Exercise directions
Filter the lines below, copying only those with the string "empty".

Provided records
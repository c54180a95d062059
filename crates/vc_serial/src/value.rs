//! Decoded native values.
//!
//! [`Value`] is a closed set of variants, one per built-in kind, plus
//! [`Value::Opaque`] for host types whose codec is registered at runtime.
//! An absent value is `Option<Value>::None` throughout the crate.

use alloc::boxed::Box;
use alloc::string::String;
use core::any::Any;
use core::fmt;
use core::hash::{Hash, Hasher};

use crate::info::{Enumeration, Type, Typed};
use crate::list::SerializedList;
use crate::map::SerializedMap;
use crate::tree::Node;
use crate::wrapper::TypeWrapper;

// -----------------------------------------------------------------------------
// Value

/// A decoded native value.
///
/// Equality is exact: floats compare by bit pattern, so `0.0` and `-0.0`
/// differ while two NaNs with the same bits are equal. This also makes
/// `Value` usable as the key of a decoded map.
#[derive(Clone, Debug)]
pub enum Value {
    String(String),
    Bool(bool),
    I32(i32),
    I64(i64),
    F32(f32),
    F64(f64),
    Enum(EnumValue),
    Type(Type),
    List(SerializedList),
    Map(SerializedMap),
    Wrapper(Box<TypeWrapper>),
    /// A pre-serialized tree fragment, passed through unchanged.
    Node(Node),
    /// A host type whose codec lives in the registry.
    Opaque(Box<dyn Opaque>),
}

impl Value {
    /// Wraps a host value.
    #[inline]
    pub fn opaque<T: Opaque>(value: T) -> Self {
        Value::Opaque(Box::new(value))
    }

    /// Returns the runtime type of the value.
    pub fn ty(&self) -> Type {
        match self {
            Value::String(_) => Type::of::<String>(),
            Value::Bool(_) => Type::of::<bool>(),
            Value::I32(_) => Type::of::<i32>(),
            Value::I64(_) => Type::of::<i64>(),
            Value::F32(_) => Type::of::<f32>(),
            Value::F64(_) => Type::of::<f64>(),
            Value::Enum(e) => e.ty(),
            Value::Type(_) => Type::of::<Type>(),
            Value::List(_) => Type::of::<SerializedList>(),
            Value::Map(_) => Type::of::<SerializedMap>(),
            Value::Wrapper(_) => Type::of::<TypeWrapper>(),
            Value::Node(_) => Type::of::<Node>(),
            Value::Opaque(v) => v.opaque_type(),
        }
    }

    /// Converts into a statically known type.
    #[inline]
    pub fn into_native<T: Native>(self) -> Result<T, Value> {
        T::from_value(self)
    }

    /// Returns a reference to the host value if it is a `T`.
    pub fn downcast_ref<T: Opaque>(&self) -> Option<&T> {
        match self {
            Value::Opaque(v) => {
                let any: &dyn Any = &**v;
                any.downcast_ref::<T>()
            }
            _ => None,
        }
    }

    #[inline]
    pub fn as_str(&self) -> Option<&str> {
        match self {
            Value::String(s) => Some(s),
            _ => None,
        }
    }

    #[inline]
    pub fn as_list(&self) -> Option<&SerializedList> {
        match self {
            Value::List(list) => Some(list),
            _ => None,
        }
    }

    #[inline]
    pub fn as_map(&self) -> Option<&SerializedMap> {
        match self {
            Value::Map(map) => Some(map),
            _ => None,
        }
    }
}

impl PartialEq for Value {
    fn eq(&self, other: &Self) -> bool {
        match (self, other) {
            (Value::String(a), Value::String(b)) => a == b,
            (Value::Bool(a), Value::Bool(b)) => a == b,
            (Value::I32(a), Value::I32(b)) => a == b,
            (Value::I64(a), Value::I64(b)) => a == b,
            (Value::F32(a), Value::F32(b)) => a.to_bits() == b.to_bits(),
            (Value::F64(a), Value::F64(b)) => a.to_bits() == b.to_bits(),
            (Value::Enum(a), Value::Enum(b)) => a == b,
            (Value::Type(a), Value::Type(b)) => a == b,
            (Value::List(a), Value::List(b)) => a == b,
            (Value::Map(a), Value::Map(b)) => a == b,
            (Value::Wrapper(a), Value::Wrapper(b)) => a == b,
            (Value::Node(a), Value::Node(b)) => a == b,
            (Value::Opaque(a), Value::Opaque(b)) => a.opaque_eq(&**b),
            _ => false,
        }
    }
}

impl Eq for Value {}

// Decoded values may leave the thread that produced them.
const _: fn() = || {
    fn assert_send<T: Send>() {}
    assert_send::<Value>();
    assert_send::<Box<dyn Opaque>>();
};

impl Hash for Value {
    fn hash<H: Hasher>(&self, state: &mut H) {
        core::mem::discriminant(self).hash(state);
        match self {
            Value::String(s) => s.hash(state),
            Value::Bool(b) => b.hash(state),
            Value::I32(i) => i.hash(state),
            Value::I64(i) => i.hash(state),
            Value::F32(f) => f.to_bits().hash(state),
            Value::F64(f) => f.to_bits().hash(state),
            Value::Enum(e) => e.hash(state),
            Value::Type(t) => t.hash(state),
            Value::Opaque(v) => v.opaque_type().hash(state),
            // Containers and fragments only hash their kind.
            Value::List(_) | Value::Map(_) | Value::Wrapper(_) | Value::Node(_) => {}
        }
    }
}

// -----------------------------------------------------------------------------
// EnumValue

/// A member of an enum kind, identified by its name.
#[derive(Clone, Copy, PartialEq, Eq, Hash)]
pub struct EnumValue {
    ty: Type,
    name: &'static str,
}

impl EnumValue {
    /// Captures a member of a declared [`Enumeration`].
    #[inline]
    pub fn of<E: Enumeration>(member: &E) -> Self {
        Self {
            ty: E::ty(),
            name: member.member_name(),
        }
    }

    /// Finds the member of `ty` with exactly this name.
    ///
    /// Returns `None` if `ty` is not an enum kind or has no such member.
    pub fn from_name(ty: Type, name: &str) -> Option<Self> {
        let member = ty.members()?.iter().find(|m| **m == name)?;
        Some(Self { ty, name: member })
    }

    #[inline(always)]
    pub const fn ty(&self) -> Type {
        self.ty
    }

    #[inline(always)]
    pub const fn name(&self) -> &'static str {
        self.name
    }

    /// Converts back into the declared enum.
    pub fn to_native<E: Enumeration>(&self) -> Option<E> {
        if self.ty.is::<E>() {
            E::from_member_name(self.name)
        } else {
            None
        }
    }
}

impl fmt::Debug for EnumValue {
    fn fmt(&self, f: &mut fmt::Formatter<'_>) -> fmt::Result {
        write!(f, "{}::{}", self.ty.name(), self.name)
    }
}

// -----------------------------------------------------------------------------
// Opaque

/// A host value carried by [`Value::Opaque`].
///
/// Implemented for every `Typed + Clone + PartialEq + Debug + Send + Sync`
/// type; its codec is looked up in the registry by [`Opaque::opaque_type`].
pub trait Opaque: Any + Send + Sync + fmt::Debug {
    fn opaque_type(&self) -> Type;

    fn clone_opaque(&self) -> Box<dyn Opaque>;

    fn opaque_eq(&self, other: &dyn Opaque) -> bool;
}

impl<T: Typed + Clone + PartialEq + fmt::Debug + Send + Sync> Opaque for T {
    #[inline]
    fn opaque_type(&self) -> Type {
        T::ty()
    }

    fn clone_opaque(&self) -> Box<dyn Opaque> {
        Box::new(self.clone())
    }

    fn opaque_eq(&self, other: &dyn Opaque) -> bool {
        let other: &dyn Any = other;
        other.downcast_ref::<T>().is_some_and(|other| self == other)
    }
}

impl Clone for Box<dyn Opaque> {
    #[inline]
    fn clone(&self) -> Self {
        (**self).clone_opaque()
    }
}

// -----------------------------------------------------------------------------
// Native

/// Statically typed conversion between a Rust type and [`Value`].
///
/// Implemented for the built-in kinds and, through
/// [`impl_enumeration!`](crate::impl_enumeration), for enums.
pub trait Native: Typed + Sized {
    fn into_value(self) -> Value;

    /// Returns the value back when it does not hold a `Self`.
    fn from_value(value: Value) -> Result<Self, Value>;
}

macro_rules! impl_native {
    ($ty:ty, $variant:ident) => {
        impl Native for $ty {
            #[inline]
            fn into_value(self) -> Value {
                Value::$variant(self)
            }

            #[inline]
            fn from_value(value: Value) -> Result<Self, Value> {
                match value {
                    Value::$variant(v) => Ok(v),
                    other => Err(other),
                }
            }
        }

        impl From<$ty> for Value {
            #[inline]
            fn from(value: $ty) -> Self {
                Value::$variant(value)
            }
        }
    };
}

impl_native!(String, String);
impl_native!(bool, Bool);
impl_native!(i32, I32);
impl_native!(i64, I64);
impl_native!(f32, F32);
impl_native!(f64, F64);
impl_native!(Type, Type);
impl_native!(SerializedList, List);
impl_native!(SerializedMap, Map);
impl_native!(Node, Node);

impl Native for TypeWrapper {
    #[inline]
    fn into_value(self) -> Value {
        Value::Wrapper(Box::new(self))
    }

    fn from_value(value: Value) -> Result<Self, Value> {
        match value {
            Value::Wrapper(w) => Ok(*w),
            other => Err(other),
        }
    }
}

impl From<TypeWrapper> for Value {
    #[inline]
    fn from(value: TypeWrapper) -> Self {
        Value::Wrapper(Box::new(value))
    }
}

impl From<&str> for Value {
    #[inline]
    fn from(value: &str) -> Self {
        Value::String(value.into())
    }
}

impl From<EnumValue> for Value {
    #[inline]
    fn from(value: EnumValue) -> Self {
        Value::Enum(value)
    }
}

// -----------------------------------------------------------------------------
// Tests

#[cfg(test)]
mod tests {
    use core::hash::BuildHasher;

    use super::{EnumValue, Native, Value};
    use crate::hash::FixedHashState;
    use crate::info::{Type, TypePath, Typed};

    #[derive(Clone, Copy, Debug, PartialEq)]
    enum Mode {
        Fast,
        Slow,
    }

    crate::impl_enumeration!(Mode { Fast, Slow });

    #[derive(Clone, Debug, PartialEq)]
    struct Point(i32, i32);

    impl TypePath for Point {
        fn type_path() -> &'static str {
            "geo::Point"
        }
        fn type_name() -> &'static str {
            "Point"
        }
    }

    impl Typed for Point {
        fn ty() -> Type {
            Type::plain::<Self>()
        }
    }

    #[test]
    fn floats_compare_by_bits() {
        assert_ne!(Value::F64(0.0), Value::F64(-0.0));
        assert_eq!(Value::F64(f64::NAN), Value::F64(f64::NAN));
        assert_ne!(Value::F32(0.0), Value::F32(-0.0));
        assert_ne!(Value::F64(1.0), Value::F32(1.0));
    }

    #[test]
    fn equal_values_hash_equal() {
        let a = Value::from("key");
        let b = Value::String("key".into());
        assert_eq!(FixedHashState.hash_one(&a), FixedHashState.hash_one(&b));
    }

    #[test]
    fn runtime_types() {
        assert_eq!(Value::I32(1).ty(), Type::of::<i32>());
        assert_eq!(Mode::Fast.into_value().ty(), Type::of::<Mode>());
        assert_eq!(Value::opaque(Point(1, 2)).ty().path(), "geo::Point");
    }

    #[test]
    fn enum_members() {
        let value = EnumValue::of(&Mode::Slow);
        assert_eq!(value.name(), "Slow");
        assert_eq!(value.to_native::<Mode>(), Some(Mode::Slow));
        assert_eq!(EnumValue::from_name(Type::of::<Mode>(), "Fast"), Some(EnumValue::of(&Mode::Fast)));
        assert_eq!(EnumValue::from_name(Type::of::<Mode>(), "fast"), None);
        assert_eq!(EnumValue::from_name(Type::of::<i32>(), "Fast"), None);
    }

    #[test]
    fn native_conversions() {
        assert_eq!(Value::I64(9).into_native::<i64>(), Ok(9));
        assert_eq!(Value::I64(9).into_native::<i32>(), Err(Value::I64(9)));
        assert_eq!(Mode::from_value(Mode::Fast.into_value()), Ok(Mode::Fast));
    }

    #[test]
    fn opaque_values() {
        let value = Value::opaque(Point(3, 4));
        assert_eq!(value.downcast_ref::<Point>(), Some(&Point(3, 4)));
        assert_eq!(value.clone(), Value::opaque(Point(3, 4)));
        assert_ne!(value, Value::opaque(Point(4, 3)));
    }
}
* * *
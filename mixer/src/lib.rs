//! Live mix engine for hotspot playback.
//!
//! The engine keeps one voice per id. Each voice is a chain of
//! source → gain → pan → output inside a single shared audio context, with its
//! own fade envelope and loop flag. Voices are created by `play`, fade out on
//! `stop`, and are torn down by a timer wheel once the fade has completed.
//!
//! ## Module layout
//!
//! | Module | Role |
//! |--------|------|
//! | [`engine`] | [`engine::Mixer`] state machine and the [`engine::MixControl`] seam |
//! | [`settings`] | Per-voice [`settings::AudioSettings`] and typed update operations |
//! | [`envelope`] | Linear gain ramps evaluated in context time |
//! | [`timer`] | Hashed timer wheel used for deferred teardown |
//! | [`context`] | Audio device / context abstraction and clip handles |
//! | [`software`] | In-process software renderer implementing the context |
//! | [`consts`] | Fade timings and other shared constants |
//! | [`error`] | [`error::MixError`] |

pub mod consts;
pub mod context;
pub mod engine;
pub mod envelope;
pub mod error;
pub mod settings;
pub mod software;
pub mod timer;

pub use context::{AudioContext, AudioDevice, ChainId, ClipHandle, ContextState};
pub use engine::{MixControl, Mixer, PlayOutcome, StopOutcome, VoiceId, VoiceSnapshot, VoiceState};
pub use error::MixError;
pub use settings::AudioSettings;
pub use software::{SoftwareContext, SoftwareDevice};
--
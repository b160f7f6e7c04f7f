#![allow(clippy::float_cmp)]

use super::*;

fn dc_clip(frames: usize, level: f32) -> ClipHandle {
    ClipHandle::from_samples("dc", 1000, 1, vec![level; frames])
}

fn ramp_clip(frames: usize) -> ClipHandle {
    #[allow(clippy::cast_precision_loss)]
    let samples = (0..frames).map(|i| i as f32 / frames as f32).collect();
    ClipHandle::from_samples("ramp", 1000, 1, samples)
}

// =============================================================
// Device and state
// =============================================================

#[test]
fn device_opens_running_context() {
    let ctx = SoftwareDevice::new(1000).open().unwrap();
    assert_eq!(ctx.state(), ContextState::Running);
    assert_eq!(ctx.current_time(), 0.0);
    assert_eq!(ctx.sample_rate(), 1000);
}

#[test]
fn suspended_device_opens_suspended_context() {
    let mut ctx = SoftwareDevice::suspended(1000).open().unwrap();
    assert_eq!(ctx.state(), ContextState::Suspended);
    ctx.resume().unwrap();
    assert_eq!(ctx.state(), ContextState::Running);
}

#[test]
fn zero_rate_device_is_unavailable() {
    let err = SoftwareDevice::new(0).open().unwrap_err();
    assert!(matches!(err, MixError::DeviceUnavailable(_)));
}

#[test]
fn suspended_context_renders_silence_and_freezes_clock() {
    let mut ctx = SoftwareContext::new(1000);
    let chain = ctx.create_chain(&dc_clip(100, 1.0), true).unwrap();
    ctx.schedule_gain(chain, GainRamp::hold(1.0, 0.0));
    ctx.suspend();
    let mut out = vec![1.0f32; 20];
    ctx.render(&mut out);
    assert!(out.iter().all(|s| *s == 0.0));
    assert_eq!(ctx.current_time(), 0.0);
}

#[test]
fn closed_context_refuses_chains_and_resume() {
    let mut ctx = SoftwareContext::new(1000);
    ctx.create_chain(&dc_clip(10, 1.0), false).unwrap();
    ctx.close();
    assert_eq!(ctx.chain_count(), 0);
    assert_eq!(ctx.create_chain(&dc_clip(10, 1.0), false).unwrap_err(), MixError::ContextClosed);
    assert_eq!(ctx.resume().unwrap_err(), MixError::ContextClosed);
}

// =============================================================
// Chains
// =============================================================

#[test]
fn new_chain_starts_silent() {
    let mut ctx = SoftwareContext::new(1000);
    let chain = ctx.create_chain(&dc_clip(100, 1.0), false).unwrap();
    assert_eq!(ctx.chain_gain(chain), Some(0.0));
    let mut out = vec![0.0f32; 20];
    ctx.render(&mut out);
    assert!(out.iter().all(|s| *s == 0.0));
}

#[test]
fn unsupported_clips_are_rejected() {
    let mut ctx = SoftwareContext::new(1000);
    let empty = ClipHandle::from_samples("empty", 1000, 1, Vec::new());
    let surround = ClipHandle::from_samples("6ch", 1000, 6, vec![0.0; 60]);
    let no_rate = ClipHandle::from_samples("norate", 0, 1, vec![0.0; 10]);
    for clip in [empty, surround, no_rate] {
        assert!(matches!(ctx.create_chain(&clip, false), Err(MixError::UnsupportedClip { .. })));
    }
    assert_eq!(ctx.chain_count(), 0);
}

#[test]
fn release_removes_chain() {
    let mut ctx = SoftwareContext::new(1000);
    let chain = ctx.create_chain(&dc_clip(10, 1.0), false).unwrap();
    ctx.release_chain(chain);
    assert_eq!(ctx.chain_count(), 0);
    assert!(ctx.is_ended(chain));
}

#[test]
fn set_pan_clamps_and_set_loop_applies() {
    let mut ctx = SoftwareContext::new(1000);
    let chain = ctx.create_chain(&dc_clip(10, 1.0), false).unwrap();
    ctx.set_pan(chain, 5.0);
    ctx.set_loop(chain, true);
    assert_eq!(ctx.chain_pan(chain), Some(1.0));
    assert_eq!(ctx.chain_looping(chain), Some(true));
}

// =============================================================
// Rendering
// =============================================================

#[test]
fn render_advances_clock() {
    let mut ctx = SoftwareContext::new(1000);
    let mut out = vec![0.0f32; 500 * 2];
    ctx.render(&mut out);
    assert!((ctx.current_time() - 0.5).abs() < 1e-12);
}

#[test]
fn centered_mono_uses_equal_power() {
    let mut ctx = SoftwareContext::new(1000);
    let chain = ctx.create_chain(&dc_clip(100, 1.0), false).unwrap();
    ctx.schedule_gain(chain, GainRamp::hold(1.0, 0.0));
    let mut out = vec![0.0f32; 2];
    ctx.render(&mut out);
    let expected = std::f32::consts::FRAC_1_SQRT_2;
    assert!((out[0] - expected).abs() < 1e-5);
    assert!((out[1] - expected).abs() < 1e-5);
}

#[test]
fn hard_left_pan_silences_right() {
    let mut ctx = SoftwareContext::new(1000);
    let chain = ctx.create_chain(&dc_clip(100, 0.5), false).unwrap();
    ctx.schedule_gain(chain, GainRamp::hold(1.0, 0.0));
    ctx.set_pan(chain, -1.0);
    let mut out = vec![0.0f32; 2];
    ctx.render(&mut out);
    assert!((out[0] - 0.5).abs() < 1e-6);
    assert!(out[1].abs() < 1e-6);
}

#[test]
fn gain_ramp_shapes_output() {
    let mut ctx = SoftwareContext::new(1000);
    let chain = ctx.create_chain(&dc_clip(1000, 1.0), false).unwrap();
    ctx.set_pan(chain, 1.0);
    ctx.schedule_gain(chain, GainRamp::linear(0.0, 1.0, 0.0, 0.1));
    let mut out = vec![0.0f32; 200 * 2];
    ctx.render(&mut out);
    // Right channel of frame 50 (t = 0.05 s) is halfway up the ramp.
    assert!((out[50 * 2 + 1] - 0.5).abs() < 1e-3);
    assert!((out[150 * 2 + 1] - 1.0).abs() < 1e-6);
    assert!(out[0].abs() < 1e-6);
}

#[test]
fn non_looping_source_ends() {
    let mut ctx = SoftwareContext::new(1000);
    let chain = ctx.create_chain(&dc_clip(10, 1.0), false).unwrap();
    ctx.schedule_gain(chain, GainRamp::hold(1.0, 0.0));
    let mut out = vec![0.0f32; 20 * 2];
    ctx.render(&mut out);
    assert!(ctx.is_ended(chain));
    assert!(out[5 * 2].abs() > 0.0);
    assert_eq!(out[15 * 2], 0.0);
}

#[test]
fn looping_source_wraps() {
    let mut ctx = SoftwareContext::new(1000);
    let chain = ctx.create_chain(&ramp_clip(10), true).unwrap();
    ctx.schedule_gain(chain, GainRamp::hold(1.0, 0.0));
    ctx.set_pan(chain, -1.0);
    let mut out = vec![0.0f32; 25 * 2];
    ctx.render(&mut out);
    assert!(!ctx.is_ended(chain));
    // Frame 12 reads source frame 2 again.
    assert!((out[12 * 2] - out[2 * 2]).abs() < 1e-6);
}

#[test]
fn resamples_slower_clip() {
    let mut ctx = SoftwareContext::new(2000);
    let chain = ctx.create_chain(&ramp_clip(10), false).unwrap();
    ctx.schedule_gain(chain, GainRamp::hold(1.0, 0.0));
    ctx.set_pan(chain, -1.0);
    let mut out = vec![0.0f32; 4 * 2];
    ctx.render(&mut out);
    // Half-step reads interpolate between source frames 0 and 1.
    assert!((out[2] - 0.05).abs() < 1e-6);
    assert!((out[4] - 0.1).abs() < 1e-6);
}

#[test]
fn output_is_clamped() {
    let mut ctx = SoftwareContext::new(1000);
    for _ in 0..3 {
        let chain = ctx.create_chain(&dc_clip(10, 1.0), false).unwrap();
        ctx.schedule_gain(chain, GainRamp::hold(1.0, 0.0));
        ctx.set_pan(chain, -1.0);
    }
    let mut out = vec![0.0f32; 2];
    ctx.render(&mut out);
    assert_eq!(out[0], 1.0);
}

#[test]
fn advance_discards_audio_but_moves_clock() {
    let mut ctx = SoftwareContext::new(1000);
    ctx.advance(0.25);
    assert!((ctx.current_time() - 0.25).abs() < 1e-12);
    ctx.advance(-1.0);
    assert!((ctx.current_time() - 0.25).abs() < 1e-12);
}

Reply to the task
    let empty = ClipHandle::from_samples("empty", 1000, 1, Vec::new());
    for clip in [empty, surround, no_rate] {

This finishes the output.